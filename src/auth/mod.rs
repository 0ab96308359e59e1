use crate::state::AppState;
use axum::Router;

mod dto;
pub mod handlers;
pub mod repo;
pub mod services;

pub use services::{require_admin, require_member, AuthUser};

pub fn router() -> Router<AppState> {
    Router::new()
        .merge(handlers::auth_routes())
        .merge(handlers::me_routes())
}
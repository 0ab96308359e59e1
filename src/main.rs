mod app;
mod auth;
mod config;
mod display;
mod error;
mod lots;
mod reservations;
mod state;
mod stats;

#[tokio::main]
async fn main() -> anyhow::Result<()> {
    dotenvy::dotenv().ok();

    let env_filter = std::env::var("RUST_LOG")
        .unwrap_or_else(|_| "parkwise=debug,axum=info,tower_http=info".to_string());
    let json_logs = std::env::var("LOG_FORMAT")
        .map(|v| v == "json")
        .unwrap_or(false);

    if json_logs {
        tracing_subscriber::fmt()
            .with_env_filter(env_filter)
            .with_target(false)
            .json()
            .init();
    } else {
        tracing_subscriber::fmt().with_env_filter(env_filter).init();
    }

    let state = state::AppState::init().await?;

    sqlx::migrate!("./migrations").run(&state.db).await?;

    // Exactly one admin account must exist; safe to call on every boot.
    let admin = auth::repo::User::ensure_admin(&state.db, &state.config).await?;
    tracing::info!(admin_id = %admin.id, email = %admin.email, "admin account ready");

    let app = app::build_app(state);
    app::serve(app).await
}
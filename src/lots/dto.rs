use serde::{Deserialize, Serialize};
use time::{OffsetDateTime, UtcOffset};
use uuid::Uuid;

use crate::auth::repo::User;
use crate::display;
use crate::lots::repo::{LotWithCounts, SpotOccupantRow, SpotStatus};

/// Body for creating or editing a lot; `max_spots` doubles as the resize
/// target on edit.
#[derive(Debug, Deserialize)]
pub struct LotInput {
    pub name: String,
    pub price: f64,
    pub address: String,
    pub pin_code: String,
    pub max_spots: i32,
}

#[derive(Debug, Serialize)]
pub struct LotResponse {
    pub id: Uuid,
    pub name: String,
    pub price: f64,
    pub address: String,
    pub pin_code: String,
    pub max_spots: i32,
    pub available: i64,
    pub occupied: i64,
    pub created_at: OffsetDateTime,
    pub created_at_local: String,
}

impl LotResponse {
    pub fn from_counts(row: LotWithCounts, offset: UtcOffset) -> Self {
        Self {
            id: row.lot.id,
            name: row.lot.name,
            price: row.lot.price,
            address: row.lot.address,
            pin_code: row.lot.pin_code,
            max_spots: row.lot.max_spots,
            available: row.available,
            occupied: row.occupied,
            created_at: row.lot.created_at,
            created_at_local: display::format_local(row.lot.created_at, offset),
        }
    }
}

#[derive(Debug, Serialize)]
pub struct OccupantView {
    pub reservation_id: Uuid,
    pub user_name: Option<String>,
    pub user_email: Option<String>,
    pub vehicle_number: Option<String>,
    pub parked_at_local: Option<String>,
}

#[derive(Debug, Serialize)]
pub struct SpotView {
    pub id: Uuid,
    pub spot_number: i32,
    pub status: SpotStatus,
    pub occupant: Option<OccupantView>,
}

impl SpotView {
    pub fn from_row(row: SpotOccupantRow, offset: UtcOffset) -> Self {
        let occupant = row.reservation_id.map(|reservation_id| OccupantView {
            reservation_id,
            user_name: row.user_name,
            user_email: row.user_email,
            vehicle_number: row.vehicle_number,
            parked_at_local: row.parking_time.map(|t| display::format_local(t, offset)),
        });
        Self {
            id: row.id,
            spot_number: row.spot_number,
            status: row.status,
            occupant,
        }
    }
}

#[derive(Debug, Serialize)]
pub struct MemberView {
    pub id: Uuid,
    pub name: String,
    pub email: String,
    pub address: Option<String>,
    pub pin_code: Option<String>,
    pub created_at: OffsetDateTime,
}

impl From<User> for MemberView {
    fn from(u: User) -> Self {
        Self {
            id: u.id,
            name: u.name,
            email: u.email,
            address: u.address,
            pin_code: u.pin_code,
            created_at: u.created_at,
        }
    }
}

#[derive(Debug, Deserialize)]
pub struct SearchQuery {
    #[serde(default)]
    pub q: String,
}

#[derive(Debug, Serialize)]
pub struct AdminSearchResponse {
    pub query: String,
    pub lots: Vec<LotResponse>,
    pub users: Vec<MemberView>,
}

#####

**Required action:**
Looking at the entries above, state the number of lines that contain "LotResponse" and add nothing more.

**Response to the task:**
3